- Born: May 9, 1985 (age 41)

World Series of Poker
- Final table: 1
- Money finishes: 4
- Highest WSOP Main Event finish: 8th, 2012

World Poker Tour
- Title: None
- Final table: None
- Money finish: 1

= Robert Salaburu =

American poker player (born 1985)

Robert Salaburu (born May 9, 1985) is a professional poker player from Texas, who is best known for his eighth-place ($971,360) final table finish in the 2012 World Series of Poker. He has also cashed in several other live tournaments bringing his total live cashes to over $1,700,000.
Salaburu, known as "Treadinwater" online, took in $208,159 on PokerStars, placing well at the $320 Wednesday 1/4 million for a sizable $39,232; Sunday Second Chance for $34,689; and fourth at the Super Tuesday for $29,400. Salaburu had to cut his online play short because of Black Friday._

== World Series of Poker ==
Robert Salaburu finished in eighth place in the 2012 World Series of Poker Main Event. A significant moment for Salaburu in this event was when he managed to get the chip lead, at a time when there were only 27 players left.
When Salaburu reached the final table, he was seventh in chips with 15,155,000.

== Personal life ==
Fascinated and passionate about poker since the age of 16, Robert managed to transform his interest in poker into a career in 2005. During his many years of playing poker he suffered some big swings, especially in cash games, which were partly due to bankroll management issues.

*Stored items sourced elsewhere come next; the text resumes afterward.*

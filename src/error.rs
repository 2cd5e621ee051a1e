use thiserror::Error;

/// Result type alias for disk and filesystem operations
pub type Result<T> = std::result::Result<T, FsError>;

const ENOENT: i32 = 2;
const EIO: i32 = 5;
const EEXIST: i32 = 17;
const ENOSPC: i32 = 28;

/// Errors that can occur while working with disk images and their filesystems
#[derive(Debug, Error)]
pub enum FsError {
    /// I/O error occurred while reading or writing the image file
    #[error("I/O error: {0}")]
    Io(#[from] std::io::Error),

    /// No codec recognized the image file
    #[error("unknown image format")]
    UnknownFormat,

    /// No interleave table exists for this sector count
    #[error("no sector interleave available for the current number of sectors ({sectors})")]
    UnsupportedGeometry {
        /// Sectors per head reported by the image
        sectors: u32,
    },

    /// A (track, head, sector) coordinate is out of range
    #[error("invalid {kind} number: {value} (max: {max})")]
    InvalidGeometry {
        /// Which coordinate overflowed ("track", "head" or "sector")
        kind: &'static str,
        /// Offending value
        value: u32,
        /// Largest valid value
        max: u32,
    },

    /// Sector write past the last addressable position
    #[error("invalid sector position: {pos} (max: {max})")]
    OutOfRange {
        /// Requested linear position
        pos: u32,
        /// Largest valid position
        max: u32,
    },

    /// Sector write whose payload does not match the disk's sector size
    #[error("invalid sector size: {actual} (expected: {expected})")]
    SectorSizeMismatch {
        /// Length of the rejected payload
        actual: usize,
        /// The disk's uniform sector size
        expected: u32,
    },

    /// Path absent, or parent directory is not the root
    #[error("no such file")]
    NotFound,

    /// A file with this name already exists
    #[error("file already exists")]
    AlreadyExists,

    /// Directory slots or data blocks exhausted
    #[error("no space left on the filesystem")]
    NoSpace,

    /// Malformed structure encountered while parsing an image
    #[error("corrupt image: {0}")]
    Corrupt(String),
}

impl FsError {
    /// Create a corrupt-image error with context
    pub fn corrupt<S: Into<String>>(message: S) -> Self {
        FsError::Corrupt(message.into())
    }

    /// Map this error onto the negative POSIX errno reported to the
    /// filesystem host. Expected application errors keep their own code;
    /// everything else collapses to -EIO.
    pub fn errno(&self) -> i32 {
        match self {
            FsError::NotFound => -ENOENT,
            FsError::AlreadyExists => -EEXIST,
            FsError::NoSpace => -ENOSPC,
            _ => -EIO,
        }
    }
}

#[cfg(test)]
mod tests {
    use super::*;

    #[test]
    fn test_error_display() {
        let err = FsError::OutOfRange { pos: 1440, max: 1439 };
        assert_eq!(err.to_string(), "invalid sector position: 1440 (max: 1439)");

        let err = FsError::SectorSizeMismatch {
            actual: 256,
            expected: 512,
        };
        assert_eq!(err.to_string(), "invalid sector size: 256 (expected: 512)");
    }

    #[test]
    fn test_errno_mapping() {
        assert_eq!(FsError::NotFound.errno(), -2);
        assert_eq!(FsError::AlreadyExists.errno(), -17);
        assert_eq!(FsError::NoSpace.errno(), -28);
        assert_eq!(FsError::UnknownFormat.errno(), -5);
        assert_eq!(FsError::corrupt("bad tag").errno(), -5);
    }
}
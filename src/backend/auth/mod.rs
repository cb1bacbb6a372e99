//! Authentication Module
//!
//! The authentication and authorization core: credential verification,
//! token issuance and decoding, and the access decision pipeline, plus the
//! HTTP handlers built on top of it.
//!
//! # Architecture
//!
//! Leaf to root:
//!
//! - **`users`** - identity model and the `CredentialStore` contract
//! - **`store`** - PostgreSQL and in-memory store adapters
//! - **`password`** - bcrypt hashing and verification
//! - **`credentials`** - `(email, password)` → identity or rejection
//! - **`sessions`** - token codec (issue / decode)
//! - **`access`** - public / role / permission decision pipeline
//! - **`handlers`** - HTTP handlers for the auth endpoints
//!
//! # Module Structure
//!
//! ```text
//! auth/
//! ├── mod.rs          - Module exports and documentation
//! ├── users.rs        - Identity model and store contract
//! ├── store/          - Store adapters
//! ├── password.rs     - Password hashing
//! ├── credentials.rs  - Credential validation
//! ├── sessions.rs     - Token codec
//! ├── access.rs       - Access decision engine
//! └── handlers/       - HTTP handlers
//! ```
//!
//! # Request Flow
//!
//! ```text
//! login:   credentials → CredentialValidator → TokenCodec::issue → {access_token}
//! request: [public?] → TokenCodec::decode → role check → permission check → handler
//! ```
//!
//! # Security
//!
//! - Passwords are hashed using bcrypt before storage
//! - Tokens are stateless HS256 JWTs; logout is client-side
//! - Invalid credentials return 401 (no information leakage)
//! - The password hash never leaves the store/validator boundary

/// Identity model and store contract
pub mod users;

/// Credential store adapters
pub mod store;

/// Password hashing and verification
pub mod password;

/// Credential validation
pub mod credentials;

/// Token generation and validation
pub mod sessions;

/// Access decision engine
pub mod access;

/// HTTP handlers for authentication endpoints
pub mod handlers;

pub use access::{
    evaluate, AccessDenied, Admission, AuthenticatedPrincipal, PermissionMatch, RouteAccess,
};
pub use credentials::CredentialValidator;
pub use password::{PasswordError, PasswordHasher};
pub use sessions::{Claims, IssueError, TokenCodec, TokenError, TokenRejection};
pub use store::{MemoryCredentialStore, PgCredentialStore};
pub use users::{CredentialStore, Identity, NewIdentity, PublicIdentity, StoreError};
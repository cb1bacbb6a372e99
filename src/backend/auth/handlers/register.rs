/**
 * Registration Handler
 *
 * POST /auth/register
 *
 * # Registration Process
 *
 * 1. Validate the request (before any state change)
 * 2. Hash the password with bcrypt on the blocking pool
 * 3. Create the identity with the lowest-privilege defaults
 *    (`{User}` / `{VIEW_DASHBOARD}`)
 * 4. Return the created identity (201, no hash)
 *
 * # Validation
 *
 * - Display name must not be blank
 * - Email must contain '@' (basic validation); it is stored normalized
 * - Password must be at least 6 characters long
 * - A blank area becomes `"default"`
 * - Email must be unique (409 otherwise)
 */

use axum::{extract::State, http::StatusCode, response::Json};

use crate::backend::auth::handlers::types::RegisterRequest;
use crate::backend::auth::users::{normalize_email, NewIdentity, PublicIdentity};
use crate::backend::error::BackendError;
use crate::backend::server::state::AppState;
use crate::shared::{Permission, Role, SharedError};

/// Minimum password length accepted at registration
pub const MIN_PASSWORD_LEN: usize = 6;

/// Area assigned when the request leaves it blank
pub const DEFAULT_AREA: &str = "default";

/// A registration request that passed validation
#[derive(Debug, PartialEq, Eq)]
pub struct ValidRegistration {
    pub display_name: String,
    pub email: String,
    pub area: String,
}

/// Check a registration request and normalize its fields
pub fn validate_registration(request: &RegisterRequest) -> Result<ValidRegistration, SharedError> {
    let display_name = request.display_name.trim();
    if display_name.is_empty() {
        return Err(SharedError::validation("display_name", "Display name is required"));
    }

    let email = normalize_email(&request.email);
    if !email.contains('@') {
        return Err(SharedError::validation("email", "Invalid email format"));
    }

    if request.password.chars().count() < MIN_PASSWORD_LEN {
        return Err(SharedError::validation(
            "password",
            format!("Password must be at least {} characters", MIN_PASSWORD_LEN),
        ));
    }

    let area = match request.area.trim() {
        "" => DEFAULT_AREA,
        area => area,
    };

    Ok(ValidRegistration {
        display_name: display_name.to_string(),
        email,
        area: area.to_string(),
    })
}

/// Registration handler
///
/// # Errors
///
/// * `400 Bad Request` - validation failed
/// * `409 Conflict` - email already registered
/// * `500 Internal Server Error` - hashing or store failure
pub async fn register(
    State(state): State<AppState>,
    Json(request): Json<RegisterRequest>,
) -> Result<(StatusCode, Json<PublicIdentity>), BackendError> {
    let valid = validate_registration(&request).map_err(|e| {
        tracing::warn!("Registration rejected: {}", e);
        e
    })?;

    let secret_hash = state.hasher.hash_blocking(request.password).await?;
    let identity = state
        .store
        .create(valid.into_new_identity(secret_hash))
        .await
        .map_err(|e| {
            tracing::warn!("Registration failed: {}", e);
            e
        })?;

    tracing::info!("Registered identity {} ({})", identity.id, identity.email);

    Ok((StatusCode::CREATED, Json(identity.into())))
}

impl ValidRegistration {
    /// Lowest-privilege identity for this registration
    fn into_new_identity(self, secret_hash: String) -> NewIdentity {
        NewIdentity {
            email: self.email,
            display_name: self.display_name,
            secret_hash,
            roles: Role::defaults(),
            permissions: Permission::defaults(),
            area: self.area,
        }
    }
}
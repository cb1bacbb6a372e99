/**
 * Application State Management
 *
 * This module defines the application state shared by every handler.
 *
 * # Contents
 *
 * - the credential store handle (`Arc<dyn CredentialStore>`)
 * - the token codec, built once from the signing secret
 * - the password hasher and the credential validator
 *
 * Everything except the store is immutable after startup. The store is
 * internally synchronized (`PgPool`, or the memory store's `RwLock`).
 */

use std::sync::Arc;

use crate::backend::auth::credentials::CredentialValidator;
use crate::backend::auth::password::{PasswordError, PasswordHasher};
use crate::backend::auth::sessions::TokenCodec;
use crate::backend::auth::users::CredentialStore;
use crate::shared::AppConfig;

/// Application state
#[derive(Clone)]
pub struct AppState {
    /// Credential store adapter (PostgreSQL or in-memory)
    pub store: Arc<dyn CredentialStore>,

    /// Token codec holding the process-wide signing key
    pub codec: Arc<TokenCodec>,

    /// bcrypt hasher at the configured cost
    pub hasher: PasswordHasher,

    pub validator: Arc<CredentialValidator>,
}

impl AppState {
    /// Build the state around `store` from configuration
    pub fn new(store: Arc<dyn CredentialStore>, config: &AppConfig) -> Result<Self, PasswordError> {
        let hasher = PasswordHasher::new(config.bcrypt_cost);
        let validator = CredentialValidator::new(store.clone(), hasher)?;

        Ok(Self {
            store,
            codec: Arc::new(TokenCodec::from_config(config)),
            hasher,
            validator: Arc::new(validator),
        })
    }
}
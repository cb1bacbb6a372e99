//! Roles and Permissions
//!
//! The two independent authorization axes. Both are closed sets: a role
//! names a job function, a permission names a granted capability.
//!
//! The wire names match the ones stored in the `users` table and embedded
//! in access tokens (`"Admin"`, `"VIEW_ROUTES"`, ...).

use std::collections::BTreeSet;
use std::fmt;
use std::str::FromStr;

use serde::{Deserialize, Serialize};

use crate::shared::error::SharedError;

/// Job function of an identity
#[derive(Debug, Clone, Copy, PartialEq, Eq, PartialOrd, Ord, Hash, Serialize, Deserialize)]
pub enum Role {
    Admin,
    TransportSupervisor,
    Driver,
    GeneralServices,
    ItStaff,
    Cleaning,
    CivilWorks,
    User,
}

impl Role {
    /// Every role, in declaration order
    pub const ALL: [Role; 8] = [
        Role::Admin,
        Role::TransportSupervisor,
        Role::Driver,
        Role::GeneralServices,
        Role::ItStaff,
        Role::Cleaning,
        Role::CivilWorks,
        Role::User,
    ];

    /// Wire name of the role
    pub fn as_str(&self) -> &'static str {
        match self {
            Role::Admin => "Admin",
            Role::TransportSupervisor => "TransportSupervisor",
            Role::Driver => "Driver",
            Role::GeneralServices => "GeneralServices",
            Role::ItStaff => "ItStaff",
            Role::Cleaning => "Cleaning",
            Role::CivilWorks => "CivilWorks",
            Role::User => "User",
        }
    }

    /// Lowest-privilege role set handed out on registration
    pub fn defaults() -> BTreeSet<Role> {
        BTreeSet::from([Role::User])
    }
}

impl fmt::Display for Role {
    fn fmt(&self, f: &mut fmt::Formatter<'_>) -> fmt::Result {
        f.write_str(self.as_str())
    }
}

impl FromStr for Role {
    type Err = SharedError;

    fn from_str(s: &str) -> Result<Self, Self::Err> {
        Role::ALL
            .into_iter()
            .find(|role| role.as_str() == s)
            .ok_or_else(|| SharedError::unknown_tag("role", s))
    }
}

/// Capability granted to an identity
#[derive(Debug, Clone, Copy, PartialEq, Eq, PartialOrd, Ord, Hash, Serialize, Deserialize)]
#[serde(rename_all = "SCREAMING_SNAKE_CASE")]
pub enum Permission {
    ViewDashboard,
    ViewRoutes,
    ViewTripReports,
    ManageFleet,
    ManageMaintenance,
    ViewServiceReports,
    ManageTickets,
    ManageUsers,
}

impl Permission {
    /// Every permission, in declaration order
    pub const ALL: [Permission; 8] = [
        Permission::ViewDashboard,
        Permission::ViewRoutes,
        Permission::ViewTripReports,
        Permission::ManageFleet,
        Permission::ManageMaintenance,
        Permission::ViewServiceReports,
        Permission::ManageTickets,
        Permission::ManageUsers,
    ];

    /// Wire name of the permission
    pub fn as_str(&self) -> &'static str {
        match self {
            Permission::ViewDashboard => "VIEW_DASHBOARD",
            Permission::ViewRoutes => "VIEW_ROUTES",
            Permission::ViewTripReports => "VIEW_TRIP_REPORTS",
            Permission::ManageFleet => "MANAGE_FLEET",
            Permission::ManageMaintenance => "MANAGE_MAINTENANCE",
            Permission::ViewServiceReports => "VIEW_SERVICE_REPORTS",
            Permission::ManageTickets => "MANAGE_TICKETS",
            Permission::ManageUsers => "MANAGE_USERS",
        }
    }

    /// Lowest-privilege permission set handed out on registration
    pub fn defaults() -> BTreeSet<Permission> {
        BTreeSet::from([Permission::ViewDashboard])
    }

    /// Every permission as a set (bootstrap administrator)
    pub fn all() -> BTreeSet<Permission> {
        Permission::ALL.into_iter().collect()
    }
}

impl fmt::Display for Permission {
    fn fmt(&self, f: &mut fmt::Formatter<'_>) -> fmt::Result {
        f.write_str(self.as_str())
    }
}

impl FromStr for Permission {
    type Err = SharedError;

    fn from_str(s: &str) -> Result<Self, Self::Err> {
        Permission::ALL
            .into_iter()
            .find(|permission| permission.as_str() == s)
            .ok_or_else(|| SharedError::unknown_tag("permission", s))
    }
}

/// Parse a list of wire names into a set, failing on the first unknown tag
pub fn parse_tags<T, I, S>(values: I) -> Result<BTreeSet<T>, SharedError>
where
    T: FromStr<Err = SharedError> + Ord,
    I: IntoIterator<Item = S>,
    S: AsRef<str>,
{
    values.into_iter().map(|v| v.as_ref().parse()).collect()
}

/// Render a set back into wire names (store columns)
pub fn tag_names<T: fmt::Display>(values: &BTreeSet<T>) -> Vec<String> {
    values.iter().map(ToString::to_string).collect()
}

Robert was born and raised in San Benito, Texas, although he considers San Antonio as his hometown. He was brought up by a single mother, who divorced his father a year after Robert was born. Robert also has a brother who is 11 years older.

===Personality===
Salaburu says of himself, "It's fair to say I'm a mama's boy. I'm the baby. Mama's boy for sure."

Salaburu has a way of playing fast i.e handling the chips in hastily choreographed motions (when betting).